Published:Wednesday | March 4, 2020 | 12:00 AM
Rescue workers free Bill and Shirley Wallace from their home that collapsed, trapping them under rubble after a tornado hit area yesterday in Mt. Juliet, Tennessee.

NASHVILLE (AP):

Tornadoes ripped across Tennessee early yesterday, shredding at least 40 buildings and killing at least 19 people. One of the twisters caused severe damage across downtown Nashville, destroying the stained glass in a historic church and leaving hundreds of people homeless.

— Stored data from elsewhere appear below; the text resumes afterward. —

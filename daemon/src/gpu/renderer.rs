//! Present and cross-fade render passes.
//!
//! Two pipelines only: `present` draws a single texture transformed by a
//! CPU-computed scale/offset pair (the active scaling mode), `blend`
//! cross-fades two independently-transformed textures for the transition
//! engine. Both write into an offscreen render target that the caller reads
//! back to the CPU for presentation through `wl_shm` — there is no live
//! `wgpu::Surface` on a layer-shell surface.

use anyhow::{Context, Result};
use bytemuck::{Pod, Zeroable};
use wgpu::util::DeviceExt;

use super::context::GpuContext;
use super::pipeline_builder::{bind_group_entries, create_pipeline_layout, PipelineBuilder};
use super::texture::GpuTexture;

#[repr(C)]
#[derive(Debug, Clone, Copy, Pod, Zeroable)]
struct Transform {
    scale: [f32; 2],
    offset: [f32; 2],
}

#[repr(C)]
#[derive(Debug, Clone, Copy, Pod, Zeroable)]
struct BlendUniforms {
    old_scale: [f32; 2],
    old_offset: [f32; 2],
    new_scale: [f32; 2],
    new_offset: [f32; 2],
    alpha_old: f32,
    alpha_new: f32,
    _pad0: f32,
    _pad1: f32,
}

/// Owns the GPU context and the two render pipelines used to present
/// wallpaper frames.
pub struct Renderer {
    context: GpuContext,
    sampler: wgpu::Sampler,
    texture_bind_group_layout: wgpu::BindGroupLayout,
    present_bind_group_layout: wgpu::BindGroupLayout,
    blend_bind_group_layout: wgpu::BindGroupLayout,
    present_pipeline: wgpu::RenderPipeline,
    blend_pipeline: wgpu::RenderPipeline,
}

impl Renderer {
    pub fn new() -> Result<Self> {
        let context = pollster::block_on(GpuContext::new())?;
        let device = &context.device;

        let sampler = device.create_sampler(&wgpu::SamplerDescriptor {
            label: Some("wallpaper sampler"),
            address_mode_u: wgpu::AddressMode::ClampToEdge,
            address_mode_v: wgpu::AddressMode::ClampToEdge,
            address_mode_w: wgpu::AddressMode::ClampToEdge,
            mag_filter: wgpu::FilterMode::Linear,
            min_filter: wgpu::FilterMode::Linear,
            mipmap_filter: wgpu::FilterMode::Nearest,
            ..Default::default()
        });

        let texture_bind_group_layout =
            device.create_bind_group_layout(&wgpu::BindGroupLayoutDescriptor {
                label: Some("texture bind group layout"),
                entries: &[bind_group_entries::texture(0), bind_group_entries::sampler(1)],
            });

        let transform_entry = wgpu::BindGroupLayoutEntry {
            binding: 0,
            visibility: wgpu::ShaderStages::VERTEX,
            ty: wgpu::BindingType::Buffer {
                ty: wgpu::BufferBindingType::Uniform,
                has_dynamic_offset: false,
                min_binding_size: None,
            },
            count: None,
        };

        let present_bind_group_layout =
            device.create_bind_group_layout(&wgpu::BindGroupLayoutDescriptor {
                label: Some("present bind group layout"),
                entries: &[
                    transform_entry,
                    bind_group_entries::texture(1),
                    bind_group_entries::sampler(2),
                ],
            });

        let blend_bind_group_layout =
            device.create_bind_group_layout(&wgpu::BindGroupLayoutDescriptor {
                label: Some("blend bind group layout"),
                entries: &[
                    bind_group_entries::uniform_buffer(0),
                    bind_group_entries::texture(1),
                    bind_group_entries::texture(2),
                    bind_group_entries::sampler(3),
                ],
            });

        let present_layout =
            create_pipeline_layout(device, "present pipeline layout", &[&present_bind_group_layout]);
        let blend_layout =
            create_pipeline_layout(device, "blend pipeline layout", &[&blend_bind_group_layout]);

        let present_pipeline = PipelineBuilder::new(device, include_str!("shaders/present.wgsl"))
            .with_label("present pipeline")
            .with_layout(&present_layout)
            .build();

        let blend_pipeline = PipelineBuilder::new(device, include_str!("shaders/blend.wgsl"))
            .with_label("blend pipeline")
            .with_layout(&blend_layout)
            .build();

        Ok(Self {
            context,
            sampler,
            texture_bind_group_layout,
            present_bind_group_layout,
            blend_bind_group_layout,
            present_pipeline,
            blend_pipeline,
        })
    }

    pub fn device(&self) -> &wgpu::Device {
        &self.context.device
    }

    pub fn queue(&self) -> &wgpu::Queue {
        &self.context.queue
    }

    pub fn texture_bind_group_layout(&self) -> &wgpu::BindGroupLayout {
        &self.texture_bind_group_layout
    }

    pub fn sampler(&self) -> &wgpu::Sampler {
        &self.sampler
    }

    pub fn capabilities(&self) -> super::GpuCapabilities {
        self.context.capabilities()
    }

    /// Allocate a fresh offscreen render target of the given dimensions.
    pub fn create_render_target(&self, width: u32, height: u32) -> Result<GpuTexture> {
        GpuTexture::create_render_target(
            &self.context.device,
            &self.texture_bind_group_layout,
            &self.sampler,
            width,
            height,
        )
    }

    /// Draw `source` into `target`, transformed by `scale`/`offset` in
    /// vertex-space. Clears to opaque black first, so a scale below 1.0
    /// (the "original" scaling mode) letterboxes correctly.
    pub fn present(
        &self,
        target: &GpuTexture,
        source: &GpuTexture,
        scale: [f32; 2],
        offset: [f32; 2],
    ) -> Result<()> {
        let transform = Transform { scale, offset };
        let uniform_buffer = self
            .context
            .device
            .create_buffer_init(&wgpu::util::BufferInitDescriptor {
                label: Some("present transform uniform"),
                contents: bytemuck::bytes_of(&transform),
                usage: wgpu::BufferUsages::UNIFORM,
            });

        let bind_group = self.context.device.create_bind_group(&wgpu::BindGroupDescriptor {
            label: Some("present bind group"),
            layout: &self.present_bind_group_layout,
            entries: &[
                wgpu::BindGroupEntry {
                    binding: 0,
                    resource: uniform_buffer.as_entire_binding(),
                },
                wgpu::BindGroupEntry {
                    binding: 1,
                    resource: wgpu::BindingResource::TextureView(&source.view),
                },
                wgpu::BindGroupEntry {
                    binding: 2,
                    resource: wgpu::BindingResource::Sampler(&self.sampler),
                },
            ],
        });

        let mut encoder = self
            .context
            .device
            .create_command_encoder(&wgpu::CommandEncoderDescriptor {
                label: Some("present encoder"),
            });

        {
            let mut pass = encoder.begin_render_pass(&wgpu::RenderPassDescriptor {
                label: Some("present pass"),
                color_attachments: &[Some(wgpu::RenderPassColorAttachment {
                    view: &target.view,
                    depth_slice: None,
                    resolve_target: None,
                    ops: wgpu::Operations {
                        load: wgpu::LoadOp::Clear(wgpu::Color {
                            r: 0.0,
                            g: 0.0,
                            b: 0.0,
                            a: 1.0,
                        }),
                        store: wgpu::StoreOp::Store,
                    },
                })],
                depth_stencil_attachment: None,
                timestamp_writes: None,
                occlusion_query_set: None,
            });
            pass.set_pipeline(&self.present_pipeline);
            pass.set_bind_group(0, &bind_group, &[]);
            pass.draw(0..6, 0..1);
        }

        self.context.queue.submit(Some(encoder.finish()));
        Ok(())
    }

    /// Cross-fade `old` and `new`, each transformed independently, into
    /// `target`, weighted by `alpha_old`/`alpha_new`.
    #[allow(clippy::too_many_arguments)]
    pub fn blend(
        &self,
        target: &GpuTexture,
        old: &GpuTexture,
        new: &GpuTexture,
        old_scale: [f32; 2],
        old_offset: [f32; 2],
        new_scale: [f32; 2],
        new_offset: [f32; 2],
        alpha_old: f32,
        alpha_new: f32,
    ) -> Result<()> {
        let uniforms = BlendUniforms {
            old_scale,
            old_offset,
            new_scale,
            new_offset,
            alpha_old,
            alpha_new,
            _pad0: 0.0,
            _pad1: 0.0,
        };
        let uniform_buffer = self
            .context
            .device
            .create_buffer_init(&wgpu::util::BufferInitDescriptor {
                label: Some("blend uniforms"),
                contents: bytemuck::bytes_of(&uniforms),
                usage: wgpu::BufferUsages::UNIFORM,
            });

        let bind_group = self.context.device.create_bind_group(&wgpu::BindGroupDescriptor {
            label: Some("blend bind group"),
            layout: &self.blend_bind_group_layout,
            entries: &[
                wgpu::BindGroupEntry {
                    binding: 0,
                    resource: uniform_buffer.as_entire_binding(),
                },
                wgpu::BindGroupEntry {
                    binding: 1,
                    resource: wgpu::BindingResource::TextureView(&old.view),
                },
                wgpu::BindGroupEntry {
                    binding: 2,
                    resource: wgpu::BindingResource::TextureView(&new.view),
                },
                wgpu::BindGroupEntry {
                    binding: 3,
                    resource: wgpu::BindingResource::Sampler(&self.sampler),
                },
            ],
        });

        let mut encoder = self
            .context
            .device
            .create_command_encoder(&wgpu::CommandEncoderDescriptor {
                label: Some("blend encoder"),
            });

        {
            let mut pass = encoder.begin_render_pass(&wgpu::RenderPassDescriptor {
                label: Some("blend pass"),
                color_attachments: &[Some(wgpu::RenderPassColorAttachment {
                    view: &target.view,
                    depth_slice: None,
                    resolve_target: None,
                    ops: wgpu::Operations {
                        load: wgpu::LoadOp::Clear(wgpu::Color {
                            r: 0.0,
                            g: 0.0,
                            b: 0.0,
                            a: 1.0,
                        }),
                        store: wgpu::StoreOp::Store,
                    },
                })],
                depth_stencil_attachment: None,
                timestamp_writes: None,
                occlusion_query_set: None,
            });
            pass.set_pipeline(&self.blend_pipeline);
            pass.set_bind_group(0, &bind_group, &[]);
            pass.draw(0..6, 0..1);
        }

        self.context.queue.submit(Some(encoder.finish()));
        Ok(())
    }

    /// Read `target` back to the CPU as ARGB8, ready for `wl_shm`.
    pub fn read_to_argb(&self, target: &GpuTexture) -> Result<Vec<u8>> {
        target
            .read_to_argb(&self.context.device, &self.context.queue)
            .context("failed to read render target back to the CPU")
    }
}
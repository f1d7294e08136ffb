//! Small macros shared across the daemon.

/// Log an error and continue execution (non-fatal error handling).
///
/// # Example
/// ```ignore
/// log_and_continue!(renderer.present(&target, &tex, scale, offset), "present frame");
/// ```
#[macro_export]
macro_rules! log_and_continue {
    ($expr:expr, $context:expr) => {
        if let Err(e) = $expr {
            log::error!("Failed to {}: {}", $context, e);
        }
    };
}

/// Attach a buffer, damage the whole surface, request the next frame
/// callback, and commit — in the order the compositor needs to see them so
/// the callback request lands in the same commit cycle as the new content.
///
/// # Example
/// ```ignore
/// commit_buffer!(layer_surface, buffer, width, height, qh);
/// ```
#[macro_export]
macro_rules! commit_buffer {
    ($layer_surface:expr, $buffer:expr, $width:expr, $height:expr, $qh:expr) => {{
        let surface = $layer_surface.wl_surface();
        surface.attach(Some($buffer.buffer()), 0, 0);
        surface.damage_buffer(0, 0, $width as i32, $height as i32);
        surface.frame($qh, surface.clone());
        surface.commit();
    }};
}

Daybreak revealed a landscape littered with blown-down walls and roofs, snapped power lines, and huge broken trees, leaving city streets in gridlock. Schools, courts, transit lines, an airport and the state Capitol were closed, and some damaged polling stations had to be moved only hours before Super Tuesday voting began.

DEATH TOLL

The death toll jumped to 19 up to press time, Tennessee Emergency Management Spokeswoman Maggie Hannan said, after police and fire crews spent hours pulling survivors and bodies from wrecked buildings.

“Last night was a reminder about how fragile life is,” Nashville Mayor John Cooper said at a Tuesday morning news conference.

Nashville residents walked around in dismay as emergency crews closed off roads. Roofs had been torn off apartment buildings, large trees uprooted and debris littered many sidewalks. Walls were peeled away, exposing living rooms and kitchens in damaged homes. Mangled power lines and broken trees came to rest on cars, streets and piles of rubble.

“It is heartbreaking. We have had loss of life all across the state,” said Governor Bill Lee. He ordered all non-essential state workers to stay home before going up in a helicopter to survey the damage.

The tornadoes were spawned by a line of severe storms with a line of storms that stretched from near Montgomery, Alabama, into western Pennsylvania.

In Nashville, it tore through areas transformed by a recent building boom. Germantown and East Nashville are two of the city’s trendiest neighbourhoods, with restaurants, music venues, high-end apartment complexes and rising home prices threatening to drive out long-time residents.